Items from a data source
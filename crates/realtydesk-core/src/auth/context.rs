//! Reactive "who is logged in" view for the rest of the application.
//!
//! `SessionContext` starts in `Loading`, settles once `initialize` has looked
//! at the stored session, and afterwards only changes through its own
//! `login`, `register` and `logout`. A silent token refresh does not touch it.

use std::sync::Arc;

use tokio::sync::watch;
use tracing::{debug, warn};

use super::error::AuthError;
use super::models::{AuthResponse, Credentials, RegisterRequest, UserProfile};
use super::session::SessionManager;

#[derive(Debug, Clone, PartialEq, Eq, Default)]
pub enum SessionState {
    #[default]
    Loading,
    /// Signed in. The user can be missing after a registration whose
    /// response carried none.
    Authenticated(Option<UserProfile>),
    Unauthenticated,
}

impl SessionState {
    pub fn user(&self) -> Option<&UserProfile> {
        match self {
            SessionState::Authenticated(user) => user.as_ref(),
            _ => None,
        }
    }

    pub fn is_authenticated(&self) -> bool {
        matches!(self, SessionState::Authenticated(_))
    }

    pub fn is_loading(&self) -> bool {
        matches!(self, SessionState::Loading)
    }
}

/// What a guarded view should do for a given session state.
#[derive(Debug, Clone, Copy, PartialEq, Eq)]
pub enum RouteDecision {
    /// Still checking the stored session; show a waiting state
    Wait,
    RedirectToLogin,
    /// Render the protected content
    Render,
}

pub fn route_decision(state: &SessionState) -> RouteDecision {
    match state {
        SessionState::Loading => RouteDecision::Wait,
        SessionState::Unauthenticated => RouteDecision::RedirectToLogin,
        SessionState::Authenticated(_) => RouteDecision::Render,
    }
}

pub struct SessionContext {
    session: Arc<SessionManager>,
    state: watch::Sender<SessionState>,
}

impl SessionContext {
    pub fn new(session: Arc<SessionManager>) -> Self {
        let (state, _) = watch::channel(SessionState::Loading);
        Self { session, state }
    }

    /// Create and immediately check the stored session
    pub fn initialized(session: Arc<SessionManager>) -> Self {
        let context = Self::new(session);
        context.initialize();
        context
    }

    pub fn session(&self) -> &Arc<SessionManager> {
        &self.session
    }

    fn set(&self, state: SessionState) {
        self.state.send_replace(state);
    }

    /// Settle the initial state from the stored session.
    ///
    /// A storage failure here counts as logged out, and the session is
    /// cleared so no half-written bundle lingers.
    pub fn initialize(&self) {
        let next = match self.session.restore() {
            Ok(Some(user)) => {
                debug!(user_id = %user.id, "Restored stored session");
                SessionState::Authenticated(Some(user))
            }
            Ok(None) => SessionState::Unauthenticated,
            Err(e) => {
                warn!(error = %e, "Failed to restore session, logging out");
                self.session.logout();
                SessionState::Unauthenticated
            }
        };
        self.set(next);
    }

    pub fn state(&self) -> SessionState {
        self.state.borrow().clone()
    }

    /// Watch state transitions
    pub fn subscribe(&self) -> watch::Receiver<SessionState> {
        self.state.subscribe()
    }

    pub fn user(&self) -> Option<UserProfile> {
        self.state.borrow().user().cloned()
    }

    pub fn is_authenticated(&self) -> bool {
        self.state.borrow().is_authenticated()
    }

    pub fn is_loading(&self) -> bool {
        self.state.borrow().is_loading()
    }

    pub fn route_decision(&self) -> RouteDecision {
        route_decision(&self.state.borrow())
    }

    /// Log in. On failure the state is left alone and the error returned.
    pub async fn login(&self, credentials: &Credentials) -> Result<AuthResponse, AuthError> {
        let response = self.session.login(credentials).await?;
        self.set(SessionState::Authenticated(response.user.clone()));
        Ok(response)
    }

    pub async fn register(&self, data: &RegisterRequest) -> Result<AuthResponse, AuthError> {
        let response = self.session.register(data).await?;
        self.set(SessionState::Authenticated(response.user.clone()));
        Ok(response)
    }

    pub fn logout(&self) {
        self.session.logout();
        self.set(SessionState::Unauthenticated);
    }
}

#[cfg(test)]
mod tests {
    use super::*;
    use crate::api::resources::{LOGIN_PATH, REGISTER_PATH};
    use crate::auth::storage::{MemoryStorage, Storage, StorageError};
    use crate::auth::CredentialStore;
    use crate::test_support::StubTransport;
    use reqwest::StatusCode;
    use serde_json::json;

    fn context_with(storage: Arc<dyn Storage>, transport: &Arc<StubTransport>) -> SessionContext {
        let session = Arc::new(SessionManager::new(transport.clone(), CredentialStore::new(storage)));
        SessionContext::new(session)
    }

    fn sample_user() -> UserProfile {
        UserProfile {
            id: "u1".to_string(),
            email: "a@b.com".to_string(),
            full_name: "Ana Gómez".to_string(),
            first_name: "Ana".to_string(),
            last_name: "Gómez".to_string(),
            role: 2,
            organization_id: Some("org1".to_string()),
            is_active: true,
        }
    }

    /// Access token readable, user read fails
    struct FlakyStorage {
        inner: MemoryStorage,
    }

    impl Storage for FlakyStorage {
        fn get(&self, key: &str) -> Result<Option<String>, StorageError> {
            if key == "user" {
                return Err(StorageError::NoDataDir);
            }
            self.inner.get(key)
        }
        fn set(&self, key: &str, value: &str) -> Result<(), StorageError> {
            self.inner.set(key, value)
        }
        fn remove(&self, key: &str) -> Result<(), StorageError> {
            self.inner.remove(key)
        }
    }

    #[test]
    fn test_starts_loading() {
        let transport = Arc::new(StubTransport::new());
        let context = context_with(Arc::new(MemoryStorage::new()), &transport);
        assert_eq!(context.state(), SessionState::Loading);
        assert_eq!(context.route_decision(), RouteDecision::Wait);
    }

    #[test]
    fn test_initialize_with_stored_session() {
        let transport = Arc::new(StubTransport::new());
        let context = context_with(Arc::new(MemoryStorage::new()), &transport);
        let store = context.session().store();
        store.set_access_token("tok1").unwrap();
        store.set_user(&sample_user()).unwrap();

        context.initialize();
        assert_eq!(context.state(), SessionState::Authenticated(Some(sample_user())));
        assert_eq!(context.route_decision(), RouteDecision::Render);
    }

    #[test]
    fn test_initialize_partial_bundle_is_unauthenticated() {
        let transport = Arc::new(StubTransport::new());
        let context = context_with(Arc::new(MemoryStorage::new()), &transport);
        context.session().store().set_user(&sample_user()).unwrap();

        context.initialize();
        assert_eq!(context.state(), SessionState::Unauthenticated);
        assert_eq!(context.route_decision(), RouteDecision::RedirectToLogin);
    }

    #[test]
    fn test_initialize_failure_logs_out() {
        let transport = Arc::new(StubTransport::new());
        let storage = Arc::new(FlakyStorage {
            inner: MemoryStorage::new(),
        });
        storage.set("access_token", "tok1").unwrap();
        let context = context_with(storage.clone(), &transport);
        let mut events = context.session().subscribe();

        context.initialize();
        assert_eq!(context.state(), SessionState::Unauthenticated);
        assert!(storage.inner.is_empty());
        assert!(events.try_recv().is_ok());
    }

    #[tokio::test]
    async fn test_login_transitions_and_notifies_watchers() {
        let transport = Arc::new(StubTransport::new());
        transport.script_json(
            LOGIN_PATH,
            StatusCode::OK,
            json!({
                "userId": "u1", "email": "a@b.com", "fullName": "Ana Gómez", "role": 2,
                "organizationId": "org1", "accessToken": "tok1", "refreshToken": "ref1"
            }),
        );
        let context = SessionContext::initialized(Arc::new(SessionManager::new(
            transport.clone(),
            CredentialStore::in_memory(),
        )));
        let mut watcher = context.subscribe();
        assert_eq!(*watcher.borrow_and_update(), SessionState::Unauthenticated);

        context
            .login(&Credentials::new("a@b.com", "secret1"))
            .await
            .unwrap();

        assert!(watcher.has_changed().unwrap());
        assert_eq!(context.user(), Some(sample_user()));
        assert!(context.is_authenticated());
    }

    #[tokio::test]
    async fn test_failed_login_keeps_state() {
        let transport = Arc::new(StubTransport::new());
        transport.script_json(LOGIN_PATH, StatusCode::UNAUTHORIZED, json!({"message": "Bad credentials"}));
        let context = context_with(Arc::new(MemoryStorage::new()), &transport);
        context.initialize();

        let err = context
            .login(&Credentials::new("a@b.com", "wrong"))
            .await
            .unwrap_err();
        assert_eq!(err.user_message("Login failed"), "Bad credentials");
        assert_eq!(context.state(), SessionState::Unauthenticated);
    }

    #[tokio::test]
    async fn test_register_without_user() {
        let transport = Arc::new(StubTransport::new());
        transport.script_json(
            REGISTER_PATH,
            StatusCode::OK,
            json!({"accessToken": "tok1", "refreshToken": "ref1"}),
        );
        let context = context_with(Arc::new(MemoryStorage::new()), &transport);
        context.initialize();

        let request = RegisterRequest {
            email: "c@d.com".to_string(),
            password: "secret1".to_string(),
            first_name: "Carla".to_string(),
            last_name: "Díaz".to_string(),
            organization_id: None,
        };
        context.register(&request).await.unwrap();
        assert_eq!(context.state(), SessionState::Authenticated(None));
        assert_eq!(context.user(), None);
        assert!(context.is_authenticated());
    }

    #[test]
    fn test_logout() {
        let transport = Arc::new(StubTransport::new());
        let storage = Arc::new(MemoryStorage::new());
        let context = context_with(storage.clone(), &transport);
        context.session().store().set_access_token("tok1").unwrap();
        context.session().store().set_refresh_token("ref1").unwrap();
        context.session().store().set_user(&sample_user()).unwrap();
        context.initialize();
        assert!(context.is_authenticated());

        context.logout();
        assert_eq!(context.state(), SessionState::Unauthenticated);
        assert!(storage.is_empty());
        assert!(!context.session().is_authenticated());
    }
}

* * *

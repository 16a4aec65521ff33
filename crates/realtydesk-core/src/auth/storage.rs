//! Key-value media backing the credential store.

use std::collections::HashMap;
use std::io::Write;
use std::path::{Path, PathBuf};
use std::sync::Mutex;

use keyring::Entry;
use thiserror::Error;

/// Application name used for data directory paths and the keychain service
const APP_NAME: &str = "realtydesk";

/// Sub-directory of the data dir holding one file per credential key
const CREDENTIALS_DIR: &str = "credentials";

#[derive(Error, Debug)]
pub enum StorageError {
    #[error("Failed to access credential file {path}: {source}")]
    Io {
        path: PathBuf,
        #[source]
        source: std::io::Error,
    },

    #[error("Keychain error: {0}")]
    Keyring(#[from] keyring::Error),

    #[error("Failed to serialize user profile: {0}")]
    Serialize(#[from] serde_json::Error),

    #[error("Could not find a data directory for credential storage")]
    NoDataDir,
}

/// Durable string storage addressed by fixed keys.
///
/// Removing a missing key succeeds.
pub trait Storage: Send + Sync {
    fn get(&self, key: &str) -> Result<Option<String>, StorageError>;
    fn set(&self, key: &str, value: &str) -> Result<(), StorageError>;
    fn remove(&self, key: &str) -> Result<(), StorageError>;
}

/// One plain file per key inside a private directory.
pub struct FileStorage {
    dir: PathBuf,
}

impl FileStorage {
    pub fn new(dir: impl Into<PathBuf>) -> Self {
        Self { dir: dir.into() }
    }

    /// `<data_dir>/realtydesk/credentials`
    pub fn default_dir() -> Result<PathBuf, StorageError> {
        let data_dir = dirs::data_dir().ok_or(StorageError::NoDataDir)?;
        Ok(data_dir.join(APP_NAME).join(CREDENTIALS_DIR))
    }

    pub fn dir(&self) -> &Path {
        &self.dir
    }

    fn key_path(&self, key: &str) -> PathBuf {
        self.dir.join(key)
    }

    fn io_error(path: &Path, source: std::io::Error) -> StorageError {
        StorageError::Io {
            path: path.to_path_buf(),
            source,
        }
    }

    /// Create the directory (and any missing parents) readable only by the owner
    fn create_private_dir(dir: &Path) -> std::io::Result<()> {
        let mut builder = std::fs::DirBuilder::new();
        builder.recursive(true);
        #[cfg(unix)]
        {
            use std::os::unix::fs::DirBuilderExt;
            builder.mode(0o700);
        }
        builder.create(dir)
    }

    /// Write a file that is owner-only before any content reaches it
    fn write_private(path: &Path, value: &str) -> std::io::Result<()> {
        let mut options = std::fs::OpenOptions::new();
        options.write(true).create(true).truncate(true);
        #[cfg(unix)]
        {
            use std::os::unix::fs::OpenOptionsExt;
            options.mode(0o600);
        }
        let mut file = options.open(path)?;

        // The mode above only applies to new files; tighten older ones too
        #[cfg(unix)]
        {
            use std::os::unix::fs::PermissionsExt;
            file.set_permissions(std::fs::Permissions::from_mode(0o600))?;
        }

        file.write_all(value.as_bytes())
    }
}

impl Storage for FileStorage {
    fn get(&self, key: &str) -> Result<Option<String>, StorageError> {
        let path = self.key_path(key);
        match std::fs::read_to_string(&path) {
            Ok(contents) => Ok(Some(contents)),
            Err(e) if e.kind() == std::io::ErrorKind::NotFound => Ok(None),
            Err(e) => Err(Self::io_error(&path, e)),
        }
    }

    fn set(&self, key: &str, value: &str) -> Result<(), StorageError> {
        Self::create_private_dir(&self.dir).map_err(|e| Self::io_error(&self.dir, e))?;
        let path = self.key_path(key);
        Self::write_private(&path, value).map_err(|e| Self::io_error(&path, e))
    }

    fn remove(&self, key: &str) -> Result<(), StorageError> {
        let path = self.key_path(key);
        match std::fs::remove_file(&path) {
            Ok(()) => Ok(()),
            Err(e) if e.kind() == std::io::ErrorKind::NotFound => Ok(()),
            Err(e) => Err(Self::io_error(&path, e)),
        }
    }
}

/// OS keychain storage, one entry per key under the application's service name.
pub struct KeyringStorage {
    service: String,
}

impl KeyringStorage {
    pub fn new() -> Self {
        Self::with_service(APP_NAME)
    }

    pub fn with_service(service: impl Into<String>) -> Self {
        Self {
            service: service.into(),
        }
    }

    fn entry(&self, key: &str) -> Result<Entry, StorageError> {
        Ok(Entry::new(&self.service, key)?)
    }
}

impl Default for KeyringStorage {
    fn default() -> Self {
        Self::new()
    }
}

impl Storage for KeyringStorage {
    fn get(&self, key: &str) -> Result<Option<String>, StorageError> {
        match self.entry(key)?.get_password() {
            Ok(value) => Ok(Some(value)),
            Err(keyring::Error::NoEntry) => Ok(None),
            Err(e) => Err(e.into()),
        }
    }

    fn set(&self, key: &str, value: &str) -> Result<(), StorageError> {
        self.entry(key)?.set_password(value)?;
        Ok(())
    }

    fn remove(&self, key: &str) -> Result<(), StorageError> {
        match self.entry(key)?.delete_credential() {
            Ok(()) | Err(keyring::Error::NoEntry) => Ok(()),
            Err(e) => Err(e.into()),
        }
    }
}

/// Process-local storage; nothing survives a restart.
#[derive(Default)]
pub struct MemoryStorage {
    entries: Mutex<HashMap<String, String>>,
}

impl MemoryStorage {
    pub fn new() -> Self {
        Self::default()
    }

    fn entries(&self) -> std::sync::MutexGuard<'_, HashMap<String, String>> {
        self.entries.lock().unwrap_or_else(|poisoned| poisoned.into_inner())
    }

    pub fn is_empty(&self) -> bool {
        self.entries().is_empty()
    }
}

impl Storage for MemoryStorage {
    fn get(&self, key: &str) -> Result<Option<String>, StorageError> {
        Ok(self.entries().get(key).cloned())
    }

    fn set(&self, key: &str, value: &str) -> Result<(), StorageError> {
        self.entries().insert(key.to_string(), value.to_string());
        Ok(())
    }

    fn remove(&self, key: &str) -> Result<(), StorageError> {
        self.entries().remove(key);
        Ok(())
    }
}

HOW TO COMPLETE THIS TASK - Copy out the lines of the records above in which the string "warn" appears.

ANSWER TO THIS PROBLEM -
use tracing::{debug, warn};
                warn!(error = %e, "Failed to restore session, logging out");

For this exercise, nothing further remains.